RAT-07 — Comunicaciones comerciales

  • Finalidad: envío de novedades, promociones y recomendaciones del Servicio.
  • Interesados: usuarios que hayan otorgado consentimiento expreso.
  • Datos: identificativos, contacto, segmentación básica.
  • Base jurídica: consentimiento (art. 6.1.a).
  • Plazo: hasta retirada del consentimiento.
  • Destinatarios: proveedor de email transaccional.
  • Medidas: link de baja en cada email; opt-out inmediato.

RAT-08 — Analítica de producto

  • Finalidad: mejora del Servicio mediante medición agregada del uso.
  • Interesados: usuarios con consentimiento aceptado en el banner de cookies.
  • Datos: identificadores anónimos de sesión, eventos de uso, IP truncada, user agent.
  • Base jurídica: consentimiento (art. 6.1.a).
  • Plazo: 12 meses; agregaciones anonimizadas a posteriori.
  • Destinatarios: PostHog (UE Self-Hosted EU).

RAT-09 — Seguridad y prevención del fraude

  • Finalidad: detección y prevención de accesos no autorizados, ataques, abusos.
  • Interesados: visitantes y usuarios registrados.
  • Datos: dirección IP, user-agent, timestamp, recurso accedido.
  • Base jurídica: interés legítimo (art. 6.1.f).
  • Plazo: 12 meses; ampliable durante investigación de incidentes.
  • Destinatarios: Vercel (logs edge), Sentry (UE) para errores.

RAT-10 — Datos relativos a salud (categoría especial)
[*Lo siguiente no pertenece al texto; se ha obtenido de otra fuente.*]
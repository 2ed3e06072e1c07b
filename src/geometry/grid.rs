// SPDX-License-Identifier: MIT
// Copyright 2026 Roland Dreier <roland@rolandd.dev>

//! Fixed-size degree buckets for windowed point queries.

use crate::geometry::primitives::{Bounds, GeoPoint};
use std::collections::HashMap;

/// Default bucket edge in degrees (~550 m).
pub const DEFAULT_CELL_SIZE_DEGREES: f64 = 0.005;

/// Auxiliary index over a point set. Never persisted; rebuilt wholesale
/// when the source set changes (import, reset).
#[derive(Debug, Clone)]
pub struct SpatialGrid {
    cell_size: f64,
    buckets: HashMap<(i64, i64), Vec<GeoPoint>>,
    len: usize,
}

impl Default for SpatialGrid {
    fn default() -> Self {
        Self::new(DEFAULT_CELL_SIZE_DEGREES)
    }
}

impl SpatialGrid {
    pub fn new(cell_size: f64) -> Self {
        let cell_size = if cell_size.is_finite() && cell_size > 0.0 {
            cell_size
        } else {
            DEFAULT_CELL_SIZE_DEGREES
        };
        Self {
            cell_size,
            buckets: HashMap::new(),
            len: 0,
        }
    }

    pub fn from_points<'a, I>(cell_size: f64, points: I) -> Self
    where
        I: IntoIterator<Item = &'a GeoPoint>,
    {
        let mut grid = Self::new(cell_size);
        for p in points {
            grid.add(*p);
        }
        grid
    }

    pub fn cell_size(&self) -> f64 {
        self.cell_size
    }

    pub fn len(&self) -> usize {
        self.len
    }

    pub fn is_empty(&self) -> bool {
        self.len == 0
    }

    fn cell_of(&self, lat: f64, lng: f64) -> (i64, i64) {
        (
            (lat / self.cell_size).floor() as i64,
            (lng / self.cell_size).floor() as i64,
        )
    }

    pub fn add(&mut self, point: GeoPoint) {
        let key = self.cell_of(point.lat, point.lng);
        self.buckets.entry(key).or_default().push(point);
        self.len += 1;
    }

    pub fn clear(&mut self) {
        self.buckets.clear();
        self.len = 0;
    }

    /// All points in buckets overlapping `bounds`, widened by one cell on
    /// every side so points just across a bucket edge are not lost.
    ///
    /// The result is a bucket union: it may include points slightly outside
    /// `bounds`, and its order is unspecified.
    pub fn query(&self, bounds: &Bounds) -> Vec<GeoPoint> {
        let (min_row, min_col) = self.cell_of(bounds.min_lat, bounds.min_lng);
        let (max_row, max_col) = self.cell_of(bounds.max_lat, bounds.max_lng);
        let (min_row, min_col) = (min_row.saturating_sub(1), min_col.saturating_sub(1));
        let (max_row, max_col) = (max_row.saturating_add(1), max_col.saturating_add(1));

        let rows = (i128::from(max_row) - i128::from(min_row) + 1).max(0) as u128;
        let cols = (i128::from(max_col) - i128::from(min_col) + 1).max(0) as u128;

        let mut out = Vec::new();
        if rows * cols > self.buckets.len() as u128 {
            // Huge window: cheaper to walk the occupied buckets.
            for ((row, col), points) in &self.buckets {
                if (min_row..=max_row).contains(row) && (min_col..=max_col).contains(col) {
                    out.extend_from_slice(points);
                }
            }
        } else {
            for row in min_row..=max_row {
                for col in min_col..=max_col {
                    if let Some(points) = self.buckets.get(&(row, col)) {
                        out.extend_from_slice(points);
                    }
                }
            }
        }
        out
    }
}
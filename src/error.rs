// SPDX-License-Identifier: MIT
// Copyright 2026 Roland Dreier <roland@rolandd.dev>

//! Application error types with consistent API responses.

use crate::models::{ImportError, PayloadError};
use crate::services::FetchError;
use axum::{
    http::StatusCode,
    response::{IntoResponse, Response},
    Json,
};
use serde::Serialize;

/// Application error type that converts to HTTP responses.
#[derive(Debug, thiserror::Error)]
pub enum AppError {
    #[error("Resource not found: {0}")]
    NotFound(String),

    #[error("Invalid request: {0}")]
    BadRequest(String),

    #[error("Conflict: {0}")]
    Conflict(String),

    #[error("District source error: {0}")]
    Upstream(String),

    #[error("Internal server error: {0}")]
    Internal(#[from] anyhow::Error),
}

/// JSON error response body
#[derive(Serialize)]
struct ErrorResponse {
    error: String,
    #[serde(skip_serializing_if = "Option::is_none")]
    details: Option<String>,
}

impl IntoResponse for AppError {
    fn into_response(self) -> Response {
        let (status, error, details) = match &self {
            AppError::NotFound(msg) => (StatusCode::NOT_FOUND, "not_found", Some(msg.clone())),
            AppError::BadRequest(msg) => {
                (StatusCode::BAD_REQUEST, "bad_request", Some(msg.clone()))
            }
            AppError::Conflict(msg) => (StatusCode::CONFLICT, "conflict", Some(msg.clone())),
            AppError::Upstream(msg) => {
                tracing::warn!(error = %msg, "District source error");
                (StatusCode::BAD_GATEWAY, "upstream_error", Some(msg.clone()))
            }
            AppError::Internal(err) => {
                tracing::error!(error = %err, "Internal server error");
                (StatusCode::INTERNAL_SERVER_ERROR, "internal_error", None)
            }
        };

        let body = ErrorResponse {
            error: error.to_string(),
            details,
        };

        (status, Json(body)).into_response()
    }
}

impl From<FetchError> for AppError {
    fn from(err: FetchError) -> Self {
        AppError::Upstream(err.to_string())
    }
}

impl From<ImportError> for AppError {
    fn from(err: ImportError) -> Self {
        AppError::BadRequest(err.to_string())
    }
}

impl From<PayloadError> for AppError {
    fn from(err: PayloadError) -> Self {
        AppError::BadRequest(err.to_string())
    }
}

/// Result type alias for handlers
pub type Result<T> = std::result::Result<T, AppError>;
  • Finalidad: personalización de recomendaciones y recetas según alergias, intolerancias o dietas médicas declaradas por el Usuario.
  • Interesados: usuarios y miembros del hogar que hayan declarado este tipo de información.
  • Datos: alergias e intolerancias alimentarias, dietas (vegetariana, vegana, sin gluten, baja en sodio, etc.).
  • Base jurídica: consentimiento explícito (art. 9.2.a).
  • Plazo: hasta retirada del consentimiento; tras retirada, eliminación inmediata.
  • Destinatarios: Supabase; modelos IA en zero data retention.
  • Medidas: separación lógica de tablas, no se comparte con analítica; el Usuario puede revocar en cualquier momento.

3. Mecanismo interno de actualización del RAT

El RAT interno completo se mantiene en formato estructurado por el Responsable, incluyendo todos los campos del artículo 30.1 RGPD así como la justificación detallada de cada base jurídica, los diagramas de flujo, los contratos con encargados (art. 28 RGPD) y las garantías documentales de transferencias internacionales. Cualquier alta o modificación material del tratamiento conlleva:

  1. Actualización del RAT interno con fecha y motivo del cambio.
  2. Análisis previo de impacto (DPIA) cuando concurran los supuestos del art. 35 RGPD.
  3. Actualización de la Política de Privacidad y, en su caso, del DPA.
  4. Notificación a los interesados cuando proceda conforme al art. 13/14 RGPD.

4. Acceso al RAT por la autoridad de control

El Responsable pondrá el RAT interno completo a disposición de la AEPD cuando ésta así lo requiera, conforme al artículo 30.4 RGPD, mediante los canales formales habilitados.

Versión 1.0 · Última actualización: 2 de mayo de 2026.